# SUPPLIED DATA
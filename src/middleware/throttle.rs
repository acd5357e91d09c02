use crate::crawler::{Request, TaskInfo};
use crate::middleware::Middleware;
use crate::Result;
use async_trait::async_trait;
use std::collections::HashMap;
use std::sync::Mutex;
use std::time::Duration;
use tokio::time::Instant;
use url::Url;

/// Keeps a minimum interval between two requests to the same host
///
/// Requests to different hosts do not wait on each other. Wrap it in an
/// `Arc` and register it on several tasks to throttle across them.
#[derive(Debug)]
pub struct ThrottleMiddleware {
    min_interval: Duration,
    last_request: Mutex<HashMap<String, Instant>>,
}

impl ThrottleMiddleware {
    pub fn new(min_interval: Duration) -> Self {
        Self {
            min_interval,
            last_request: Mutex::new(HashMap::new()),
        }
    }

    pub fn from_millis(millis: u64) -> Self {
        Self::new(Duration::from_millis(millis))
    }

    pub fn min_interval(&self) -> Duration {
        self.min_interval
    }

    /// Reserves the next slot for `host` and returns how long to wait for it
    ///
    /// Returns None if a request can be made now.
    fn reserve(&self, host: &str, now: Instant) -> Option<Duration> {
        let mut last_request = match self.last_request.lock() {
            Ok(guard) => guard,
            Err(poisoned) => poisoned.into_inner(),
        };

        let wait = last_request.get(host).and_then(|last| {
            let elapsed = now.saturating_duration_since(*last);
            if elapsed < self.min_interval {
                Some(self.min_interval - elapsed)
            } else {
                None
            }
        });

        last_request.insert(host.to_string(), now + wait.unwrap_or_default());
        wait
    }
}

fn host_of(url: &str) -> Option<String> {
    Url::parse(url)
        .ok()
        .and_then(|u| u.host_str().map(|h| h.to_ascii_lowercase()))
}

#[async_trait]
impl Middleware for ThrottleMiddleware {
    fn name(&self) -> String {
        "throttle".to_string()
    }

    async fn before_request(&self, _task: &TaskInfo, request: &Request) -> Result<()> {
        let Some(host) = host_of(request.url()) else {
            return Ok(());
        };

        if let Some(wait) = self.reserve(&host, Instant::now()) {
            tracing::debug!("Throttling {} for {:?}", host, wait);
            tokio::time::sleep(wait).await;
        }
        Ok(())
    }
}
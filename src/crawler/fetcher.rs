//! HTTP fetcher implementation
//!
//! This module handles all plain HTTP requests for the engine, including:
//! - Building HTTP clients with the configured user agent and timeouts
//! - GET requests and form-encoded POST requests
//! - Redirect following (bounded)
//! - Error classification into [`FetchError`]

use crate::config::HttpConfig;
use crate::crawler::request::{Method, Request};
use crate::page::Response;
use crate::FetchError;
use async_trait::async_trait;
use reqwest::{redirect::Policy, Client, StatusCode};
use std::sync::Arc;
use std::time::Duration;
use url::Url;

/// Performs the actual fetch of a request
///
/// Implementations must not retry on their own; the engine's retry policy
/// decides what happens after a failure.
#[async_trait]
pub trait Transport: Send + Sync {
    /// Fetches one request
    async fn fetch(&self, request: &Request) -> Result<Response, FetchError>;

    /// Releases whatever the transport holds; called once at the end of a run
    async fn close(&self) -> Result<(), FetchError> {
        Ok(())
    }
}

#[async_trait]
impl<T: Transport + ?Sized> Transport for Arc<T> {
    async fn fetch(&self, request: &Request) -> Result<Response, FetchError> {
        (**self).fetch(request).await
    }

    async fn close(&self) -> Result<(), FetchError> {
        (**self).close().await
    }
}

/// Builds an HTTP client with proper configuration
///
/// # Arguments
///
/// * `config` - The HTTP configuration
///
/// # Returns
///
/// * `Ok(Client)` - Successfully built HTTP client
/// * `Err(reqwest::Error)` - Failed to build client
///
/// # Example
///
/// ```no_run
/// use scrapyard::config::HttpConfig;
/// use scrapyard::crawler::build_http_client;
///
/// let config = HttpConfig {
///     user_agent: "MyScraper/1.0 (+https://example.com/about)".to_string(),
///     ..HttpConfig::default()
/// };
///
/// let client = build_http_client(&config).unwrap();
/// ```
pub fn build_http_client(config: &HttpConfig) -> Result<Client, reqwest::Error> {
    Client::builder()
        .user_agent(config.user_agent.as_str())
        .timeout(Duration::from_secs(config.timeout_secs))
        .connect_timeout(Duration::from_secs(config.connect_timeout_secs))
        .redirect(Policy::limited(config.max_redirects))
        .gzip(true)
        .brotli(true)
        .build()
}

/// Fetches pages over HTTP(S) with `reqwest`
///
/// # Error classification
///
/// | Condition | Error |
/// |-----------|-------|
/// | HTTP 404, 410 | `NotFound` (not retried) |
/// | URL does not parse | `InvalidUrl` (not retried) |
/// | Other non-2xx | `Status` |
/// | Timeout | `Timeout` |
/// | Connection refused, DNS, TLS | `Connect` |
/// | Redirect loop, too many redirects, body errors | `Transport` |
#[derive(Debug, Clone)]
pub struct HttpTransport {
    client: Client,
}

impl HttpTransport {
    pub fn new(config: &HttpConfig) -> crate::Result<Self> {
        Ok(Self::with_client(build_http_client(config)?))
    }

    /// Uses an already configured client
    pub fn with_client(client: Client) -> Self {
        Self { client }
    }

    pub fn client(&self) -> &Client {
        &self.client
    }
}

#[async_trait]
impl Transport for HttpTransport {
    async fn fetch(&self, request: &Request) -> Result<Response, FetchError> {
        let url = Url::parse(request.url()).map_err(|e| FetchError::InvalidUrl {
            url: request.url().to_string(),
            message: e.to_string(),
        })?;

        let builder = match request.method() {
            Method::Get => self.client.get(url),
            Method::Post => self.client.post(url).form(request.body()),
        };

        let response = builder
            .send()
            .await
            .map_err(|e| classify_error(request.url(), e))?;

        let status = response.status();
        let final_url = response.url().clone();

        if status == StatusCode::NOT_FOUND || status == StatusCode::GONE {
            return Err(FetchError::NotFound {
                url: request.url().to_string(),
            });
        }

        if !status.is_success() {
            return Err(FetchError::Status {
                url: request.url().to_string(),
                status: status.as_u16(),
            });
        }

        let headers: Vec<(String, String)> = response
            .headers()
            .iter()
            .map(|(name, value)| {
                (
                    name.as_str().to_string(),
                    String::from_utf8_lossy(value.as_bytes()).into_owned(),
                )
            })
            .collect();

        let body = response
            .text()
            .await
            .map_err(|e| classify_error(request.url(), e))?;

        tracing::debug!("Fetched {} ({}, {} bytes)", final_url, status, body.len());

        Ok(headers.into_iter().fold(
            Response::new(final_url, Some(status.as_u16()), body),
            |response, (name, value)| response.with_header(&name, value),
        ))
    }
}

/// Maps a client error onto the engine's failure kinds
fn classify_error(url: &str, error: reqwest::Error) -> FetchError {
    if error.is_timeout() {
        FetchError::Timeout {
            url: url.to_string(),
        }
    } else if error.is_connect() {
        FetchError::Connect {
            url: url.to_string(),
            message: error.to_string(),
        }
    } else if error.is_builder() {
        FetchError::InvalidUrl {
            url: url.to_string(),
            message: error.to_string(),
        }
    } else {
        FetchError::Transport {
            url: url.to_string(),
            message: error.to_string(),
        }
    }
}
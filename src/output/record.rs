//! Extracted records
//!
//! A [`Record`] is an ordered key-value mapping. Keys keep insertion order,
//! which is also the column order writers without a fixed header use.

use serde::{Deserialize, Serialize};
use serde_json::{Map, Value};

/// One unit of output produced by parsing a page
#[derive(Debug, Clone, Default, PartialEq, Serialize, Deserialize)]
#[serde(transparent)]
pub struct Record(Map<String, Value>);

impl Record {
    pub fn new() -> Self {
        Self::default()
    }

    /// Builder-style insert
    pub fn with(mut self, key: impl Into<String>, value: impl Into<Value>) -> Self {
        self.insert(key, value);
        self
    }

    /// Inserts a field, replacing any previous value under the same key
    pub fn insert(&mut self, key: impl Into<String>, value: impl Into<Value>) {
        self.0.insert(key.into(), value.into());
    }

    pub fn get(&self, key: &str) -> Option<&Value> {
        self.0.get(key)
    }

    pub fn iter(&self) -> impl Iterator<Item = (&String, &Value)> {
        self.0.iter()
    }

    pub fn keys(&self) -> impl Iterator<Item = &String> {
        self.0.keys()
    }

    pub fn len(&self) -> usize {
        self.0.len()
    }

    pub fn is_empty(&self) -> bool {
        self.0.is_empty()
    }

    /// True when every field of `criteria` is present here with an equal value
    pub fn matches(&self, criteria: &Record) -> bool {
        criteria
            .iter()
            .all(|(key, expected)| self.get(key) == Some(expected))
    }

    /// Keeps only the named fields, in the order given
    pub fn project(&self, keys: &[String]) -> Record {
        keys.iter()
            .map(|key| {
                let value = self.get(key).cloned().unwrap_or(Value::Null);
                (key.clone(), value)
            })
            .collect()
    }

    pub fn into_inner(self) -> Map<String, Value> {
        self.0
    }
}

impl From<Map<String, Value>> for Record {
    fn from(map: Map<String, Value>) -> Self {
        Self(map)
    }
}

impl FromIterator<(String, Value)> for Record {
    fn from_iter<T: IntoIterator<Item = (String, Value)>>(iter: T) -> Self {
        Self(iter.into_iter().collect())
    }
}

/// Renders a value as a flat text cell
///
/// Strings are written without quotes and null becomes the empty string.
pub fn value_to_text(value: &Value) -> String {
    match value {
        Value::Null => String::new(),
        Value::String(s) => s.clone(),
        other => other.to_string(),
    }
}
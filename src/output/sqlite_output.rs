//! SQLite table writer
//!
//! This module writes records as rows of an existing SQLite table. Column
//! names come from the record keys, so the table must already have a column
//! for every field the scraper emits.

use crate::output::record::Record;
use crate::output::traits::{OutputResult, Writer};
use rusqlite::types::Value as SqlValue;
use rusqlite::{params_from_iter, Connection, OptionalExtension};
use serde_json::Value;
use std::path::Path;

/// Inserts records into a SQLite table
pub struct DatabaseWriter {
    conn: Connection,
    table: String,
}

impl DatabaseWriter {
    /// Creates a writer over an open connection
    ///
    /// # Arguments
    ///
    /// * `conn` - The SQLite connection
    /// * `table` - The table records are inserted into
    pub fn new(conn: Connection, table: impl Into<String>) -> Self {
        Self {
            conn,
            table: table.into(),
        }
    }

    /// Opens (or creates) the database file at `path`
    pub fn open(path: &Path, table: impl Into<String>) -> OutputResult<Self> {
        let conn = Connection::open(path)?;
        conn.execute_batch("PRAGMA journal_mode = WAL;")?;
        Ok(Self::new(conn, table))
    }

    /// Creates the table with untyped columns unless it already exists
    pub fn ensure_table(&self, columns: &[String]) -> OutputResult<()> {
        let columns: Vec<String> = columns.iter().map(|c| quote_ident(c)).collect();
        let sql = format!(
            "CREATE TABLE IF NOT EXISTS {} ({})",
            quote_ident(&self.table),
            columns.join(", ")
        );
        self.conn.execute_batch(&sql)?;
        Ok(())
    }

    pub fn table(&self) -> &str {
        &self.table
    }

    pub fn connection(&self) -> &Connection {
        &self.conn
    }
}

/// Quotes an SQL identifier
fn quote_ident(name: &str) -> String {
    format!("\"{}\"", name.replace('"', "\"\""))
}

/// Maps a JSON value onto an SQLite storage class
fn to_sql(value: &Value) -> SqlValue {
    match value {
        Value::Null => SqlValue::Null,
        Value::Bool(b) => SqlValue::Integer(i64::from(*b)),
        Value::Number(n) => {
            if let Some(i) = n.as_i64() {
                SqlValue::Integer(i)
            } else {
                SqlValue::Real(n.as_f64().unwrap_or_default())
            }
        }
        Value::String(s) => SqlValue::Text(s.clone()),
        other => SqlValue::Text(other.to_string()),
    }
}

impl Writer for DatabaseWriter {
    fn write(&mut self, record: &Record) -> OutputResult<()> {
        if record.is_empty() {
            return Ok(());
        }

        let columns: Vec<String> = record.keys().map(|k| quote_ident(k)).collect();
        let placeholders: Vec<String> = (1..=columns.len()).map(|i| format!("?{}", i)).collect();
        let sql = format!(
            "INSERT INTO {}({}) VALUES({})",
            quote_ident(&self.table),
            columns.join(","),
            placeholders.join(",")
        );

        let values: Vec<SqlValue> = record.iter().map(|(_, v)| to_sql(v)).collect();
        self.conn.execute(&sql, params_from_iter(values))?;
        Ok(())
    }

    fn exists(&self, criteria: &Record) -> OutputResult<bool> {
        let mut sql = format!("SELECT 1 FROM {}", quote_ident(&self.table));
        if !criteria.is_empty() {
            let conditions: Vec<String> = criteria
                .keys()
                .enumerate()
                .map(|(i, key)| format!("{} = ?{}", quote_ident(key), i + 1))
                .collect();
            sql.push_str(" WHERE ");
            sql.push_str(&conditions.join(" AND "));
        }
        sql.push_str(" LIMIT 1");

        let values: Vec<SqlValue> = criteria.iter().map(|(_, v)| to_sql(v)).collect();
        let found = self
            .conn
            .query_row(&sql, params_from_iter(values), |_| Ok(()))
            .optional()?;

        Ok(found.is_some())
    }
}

# TASK STATEMENT
Search the entries above for lines containing the word "await", and copy each one.

# EXERCISE RESPONSE
            tokio::time::sleep(wait).await;
        (**self).fetch(request).await
        (**self).close().await
            .await
            .await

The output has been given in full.